INFORMATION GIVEN:
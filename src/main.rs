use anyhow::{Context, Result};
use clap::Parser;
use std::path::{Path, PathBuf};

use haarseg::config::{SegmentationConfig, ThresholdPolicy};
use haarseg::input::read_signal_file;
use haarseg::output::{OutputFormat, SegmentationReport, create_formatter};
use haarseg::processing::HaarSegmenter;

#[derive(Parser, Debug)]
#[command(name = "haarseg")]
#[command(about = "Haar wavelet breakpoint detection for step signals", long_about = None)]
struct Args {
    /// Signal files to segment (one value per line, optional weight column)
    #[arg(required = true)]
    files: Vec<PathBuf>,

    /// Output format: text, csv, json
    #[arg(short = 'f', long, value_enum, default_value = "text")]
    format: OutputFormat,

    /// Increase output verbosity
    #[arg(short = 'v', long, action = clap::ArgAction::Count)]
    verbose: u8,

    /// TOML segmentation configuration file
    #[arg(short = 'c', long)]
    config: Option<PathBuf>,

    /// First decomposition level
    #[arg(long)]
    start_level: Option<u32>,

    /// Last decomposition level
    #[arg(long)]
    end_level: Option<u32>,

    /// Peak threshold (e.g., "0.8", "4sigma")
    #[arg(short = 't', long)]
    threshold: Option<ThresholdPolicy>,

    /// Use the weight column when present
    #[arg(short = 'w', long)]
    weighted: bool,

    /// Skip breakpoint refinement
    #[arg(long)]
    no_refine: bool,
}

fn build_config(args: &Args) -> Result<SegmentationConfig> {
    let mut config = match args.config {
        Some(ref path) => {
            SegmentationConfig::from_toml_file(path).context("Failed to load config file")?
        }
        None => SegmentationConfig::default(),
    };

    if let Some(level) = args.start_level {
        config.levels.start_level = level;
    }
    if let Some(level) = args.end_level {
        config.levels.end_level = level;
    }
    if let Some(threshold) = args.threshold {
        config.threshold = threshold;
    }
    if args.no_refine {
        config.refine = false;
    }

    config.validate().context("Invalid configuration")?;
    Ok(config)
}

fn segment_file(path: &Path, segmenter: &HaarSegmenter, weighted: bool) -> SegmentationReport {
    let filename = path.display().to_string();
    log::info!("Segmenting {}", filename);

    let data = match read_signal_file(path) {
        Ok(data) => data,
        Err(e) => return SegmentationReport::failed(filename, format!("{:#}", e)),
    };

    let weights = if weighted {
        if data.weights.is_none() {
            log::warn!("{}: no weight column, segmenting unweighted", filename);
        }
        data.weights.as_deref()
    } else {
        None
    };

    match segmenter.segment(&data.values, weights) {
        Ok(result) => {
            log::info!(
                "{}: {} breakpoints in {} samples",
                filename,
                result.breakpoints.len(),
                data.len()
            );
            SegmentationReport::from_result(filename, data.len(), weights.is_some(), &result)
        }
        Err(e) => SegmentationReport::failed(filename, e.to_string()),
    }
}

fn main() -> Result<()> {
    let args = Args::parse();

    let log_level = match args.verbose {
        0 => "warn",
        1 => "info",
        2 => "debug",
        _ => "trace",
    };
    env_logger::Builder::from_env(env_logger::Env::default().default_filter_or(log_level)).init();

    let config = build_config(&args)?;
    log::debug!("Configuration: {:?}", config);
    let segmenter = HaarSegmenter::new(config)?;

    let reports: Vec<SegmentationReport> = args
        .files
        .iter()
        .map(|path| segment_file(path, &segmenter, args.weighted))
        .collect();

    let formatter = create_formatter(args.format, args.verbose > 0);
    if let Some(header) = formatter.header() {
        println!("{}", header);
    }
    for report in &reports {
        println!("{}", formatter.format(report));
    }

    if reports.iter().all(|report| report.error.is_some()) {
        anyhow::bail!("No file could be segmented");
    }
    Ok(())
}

---

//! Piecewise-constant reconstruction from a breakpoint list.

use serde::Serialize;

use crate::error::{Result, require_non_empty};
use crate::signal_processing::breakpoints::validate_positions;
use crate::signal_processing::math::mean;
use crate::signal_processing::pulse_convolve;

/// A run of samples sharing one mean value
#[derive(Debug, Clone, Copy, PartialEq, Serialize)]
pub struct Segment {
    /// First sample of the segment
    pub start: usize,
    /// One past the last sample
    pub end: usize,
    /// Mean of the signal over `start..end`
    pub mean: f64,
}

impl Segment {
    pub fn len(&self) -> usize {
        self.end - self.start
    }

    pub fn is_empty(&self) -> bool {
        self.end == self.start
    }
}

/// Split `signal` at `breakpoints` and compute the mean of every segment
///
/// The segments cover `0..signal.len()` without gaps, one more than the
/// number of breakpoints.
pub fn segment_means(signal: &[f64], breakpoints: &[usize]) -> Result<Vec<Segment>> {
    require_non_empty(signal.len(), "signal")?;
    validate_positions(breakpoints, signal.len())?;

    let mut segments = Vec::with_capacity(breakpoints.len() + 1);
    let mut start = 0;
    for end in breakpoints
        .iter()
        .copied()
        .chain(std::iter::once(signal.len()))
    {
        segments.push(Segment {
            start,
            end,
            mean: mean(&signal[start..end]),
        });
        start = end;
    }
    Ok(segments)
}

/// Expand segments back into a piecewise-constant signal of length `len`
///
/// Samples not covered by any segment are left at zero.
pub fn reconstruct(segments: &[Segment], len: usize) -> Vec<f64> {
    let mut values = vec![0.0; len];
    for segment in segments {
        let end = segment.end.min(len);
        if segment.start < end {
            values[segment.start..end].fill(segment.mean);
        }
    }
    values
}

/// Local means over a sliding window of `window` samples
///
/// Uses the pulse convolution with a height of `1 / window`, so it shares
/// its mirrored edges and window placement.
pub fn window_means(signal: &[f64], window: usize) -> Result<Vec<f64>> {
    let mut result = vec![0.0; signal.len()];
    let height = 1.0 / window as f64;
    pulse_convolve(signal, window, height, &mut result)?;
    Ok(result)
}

WHAT YOU WILL DO:
Given the records above, return exactly the lines starting at the line containing "Mean of the" and ending at the line containing "number of breakpoints.", including both.

RESULT OF THIS TASK:
    /// Mean of the signal over `start..end`
    pub mean: f64,
}

impl Segment {
    pub fn len(&self) -> usize {
        self.end - self.start
    }

    pub fn is_empty(&self) -> bool {
        self.end == self.start
    }
}

/// Split `signal` at `breakpoints` and compute the mean of every segment
///
/// The segments cover `0..signal.len()` without gaps, one more than the
/// number of breakpoints.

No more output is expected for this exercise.